A trial of PCV-9 in The Gambia demonstrated 77% (95% CI: 51-90%) efficacy against IPD with a 16% (95% CI: 3-28%) improvement in overall child survival, a testament to the hitherto poorly appreciated role of this agent as a major killer. This and other efficacy trials of PCVs in the USA and South Africa provided the impetus for the recommendation by the WHO in 2007 for the use of PCVs in developing countries. Although the nine-valent vaccine was not licensed, the seven-valent vaccine Prevnar and, more recently, Synflorix (GlaxoSmithKline Biologicals, Rixensart, Belgium), the Haemophilus influenzae protein D-conjugated vaccine containing serotypes 1, 5 and 7F in addition to the serotypes included in Prevnar, were licensed in Europe, Canada and Australia.

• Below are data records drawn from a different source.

//! ResInsight command file runner
//!
//! Run with:
//! ```bash
//! cargo run -p resinsight-cli -- run batch.txt
//! cargo run -p resinsight-cli -- run batch.txt --lint
//! cargo run -p resinsight-cli -- shell
//! cargo run -p resinsight-cli -- commands exportSnapshots
//! ```

use std::path::{Path, PathBuf};
use std::process::ExitCode;

use clap::{Parser, Subcommand};
use resinsight_cmd::{
    CmdError, CmdResult, CommandExecutor, CommandRegistry, HeadlessApplication, ResultObject, ScriptConfig, ScriptOutcome,
};
use rustyline::error::ReadlineError;
use rustyline::DefaultEditor;

#[derive(Parser)]
#[command(name = "resinsight-cmd")]
#[command(version = env!("CARGO_PKG_VERSION"))]
#[command(about = "Run ResInsight command files", long_about = None)]
struct Cli {
    /// Log every command and session change
    #[arg(short, long, global = true)]
    verbose: bool,

    /// Only log warnings and errors
    #[arg(short, long, global = true, conflicts_with = "verbose")]
    quiet: bool,

    /// Engine configuration (TOML)
    #[arg(short, long, global = true)]
    config: Option<PathBuf>,

    #[command(subcommand)]
    command: Commands,
}

#[derive(Subcommand)]
enum Commands {
    /// Execute a command file
    Run {
        /// Command file to execute
        script: PathBuf,

        /// Stop after the first command that fails
        #[arg(long)]
        stop_on_error: bool,

        /// Only parse the file and report its diagnostics
        #[arg(long)]
        lint: bool,

        /// Record executed commands (`.jsonl` for JSON lines)
        #[arg(long)]
        log: Option<PathBuf>,

        /// Do not check that project and grid files exist
        #[arg(long)]
        no_file_checks: bool,
    },

    /// Read commands interactively
    Shell {
        /// Record executed commands (`.jsonl` for JSON lines)
        #[arg(long)]
        log: Option<PathBuf>,
    },

    /// List the available commands, or show help for one
    Commands {
        /// Command to describe
        name: Option<String>,
    },
}

fn main() -> ExitCode {
    let cli = Cli::parse();

    let level = if cli.verbose {
        "debug"
    } else if cli.quiet {
        "warn"
    } else {
        "info"
    };
    env_logger::Builder::from_env(env_logger::Env::default().default_filter_or(level)).init();

    let result = match cli.command {
        Commands::Run {
            script,
            stop_on_error,
            lint,
            log,
            no_file_checks,
        } => load_config(cli.config.as_deref()).and_then(|mut config| {
            config.execution.stop_on_error |= stop_on_error;
            run_script(&script, config, lint, log.as_deref(), !no_file_checks)
        }),
        Commands::Shell { log } => load_config(cli.config.as_deref()).and_then(|config| shell(config, log.as_deref())),
        Commands::Commands { name } => list_commands(name.as_deref()),
    };

    match result {
        Ok(true) => ExitCode::SUCCESS,
        Ok(false) => ExitCode::FAILURE,
        Err(e) => {
            log::error!("{}", e);
            ExitCode::FAILURE
        }
    }
}

fn load_config(path: Option<&Path>) -> CmdResult<ScriptConfig> {
    match path {
        Some(path) => ScriptConfig::load(path),
        None => Ok(ScriptConfig::default()),
    }
}

fn new_executor(config: ScriptConfig, log: Option<&Path>) -> CmdResult<CommandExecutor> {
    let mut executor = CommandExecutor::with_builtins()?.with_config(config);
    if let Some(path) = log {
        executor.logger_mut().log_open(path)?;
    }
    Ok(executor)
}

/// Returns `false` when the file had parse errors or a command failed
fn run_script(
    script: &Path,
    config: ScriptConfig,
    lint: bool,
    log: Option<&Path>,
    check_files: bool,
) -> CmdResult<bool> {
    let mut app = HeadlessApplication::new().with_file_checks(check_files);

    if lint {
        let executor = new_executor(config, None)?;
        let text = std::fs::read_to_string(script)?;
        let parsed = executor.parse(&text, &app);
        for diag in &parsed.diagnostics {
            println!("{}", diag);
        }
        println!(
            "{} commands, {} errors, {} warnings",
            parsed.commands.len(),
            parsed.error_count(),
            parsed.warning_count()
        );
        return Ok(!parsed.has_errors());
    }

    let mut executor = new_executor(config, log)?;
    let outcome = executor.execute_file(&mut app, script)?;
    executor.logger_mut().log_close()?;

    println!("{}", outcome.summary());
    Ok(!outcome.has_errors())
}

fn shell(config: ScriptConfig, log: Option<&Path>) -> CmdResult<bool> {
    let mut executor = new_executor(config, log)?;
    let mut app = HeadlessApplication::new();
    let mut rl = DefaultEditor::new().map_err(|e| CmdError::execution(e.to_string()))?;

    println!("Type commands, 'help' to list them, 'help <command>' for details, 'quit' to exit.");
    loop {
        match rl.readline("ResInsight> ") {
            Ok(line) => {
                let line = line.trim();
                if line.is_empty() {
                    continue;
                }
                let _ = rl.add_history_entry(line);

                match line.split_once(char::is_whitespace).unwrap_or((line, "")) {
                    ("quit" | "exit", _) => break,
                    ("help", name) => {
                        let name = name.trim();
                        if let Err(e) = list_commands((!name.is_empty()).then_some(name)) {
                            println!("{}", e);
                        }
                    }
                    _ => report(&mut executor.execute_script(&mut app, line)),
                }
            }
            Err(ReadlineError::Interrupted | ReadlineError::Eof) => break,
            Err(e) => {
                log::error!("readline error: {}", e);
                break;
            }
        }
    }

    executor.logger_mut().log_close()?;
    Ok(true)
}

/// Print what one shell line produced
fn report(outcome: &mut ScriptOutcome) {
    for diag in &outcome.diagnostics {
        println!("{}", diag);
    }
    for executed in &mut outcome.responses {
        if !executed.response.is_ok() {
            println!("{}: {}", executed.keyword, executed.response);
        }
        if let Some(result) = executed.response.take_result() {
            print_result(&result);
        }
    }
}

fn print_result(result: &ResultObject) {
    match serde_json::to_string_pretty(result) {
        Ok(json) => println!("{}", json),
        Err(e) => log::warn!("cannot show result: {}", e),
    }
}

fn list_commands(name: Option<&str>) -> CmdResult<bool> {
    let registry = CommandRegistry::with_builtins()?;

    if let Some(name) = name {
        return match registry.help(name) {
            Some(help) => {
                println!("{}", help);
                Ok(true)
            }
            None => Err(CmdError::UnknownCommand(name.to_string())),
        };
    }

    for name in registry.names() {
        let summary = registry
            .get(name)
            .map(|cmd| cmd.help().trim().lines().next().unwrap_or_default().to_string())
            .unwrap_or_default();
        println!("  {:<28}{}", name, summary);
    }
    Ok(true)
}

The time lag between the introduction of a vaccine in a developed country and a developing country has taken as long as 20-30 years, as happened with H. influenzae type b (Hib) conjugate and hepatitis B vaccines. Thus, the accelerated introduction of a new vaccine into populations with high disease incidence and mortality is commendable but the case with Prevnar, in settings with a different disease epidemiology, is complex and deserves a cautious evaluation. In most developing countries, lack of epidemiologic data on disease burden or poor perception of disease burden, and lack of adequate surveillance tools for disease, the potential for replacement disease by nonvaccine serotypes and the readiness of recipient countries for the introduction of this vaccine all pose a significant challenge to the successful implementation of this recommendation. In this review, the appropriateness of the WHO recommendation and the opportunities and challenges that may be associated with this recommendation are debated.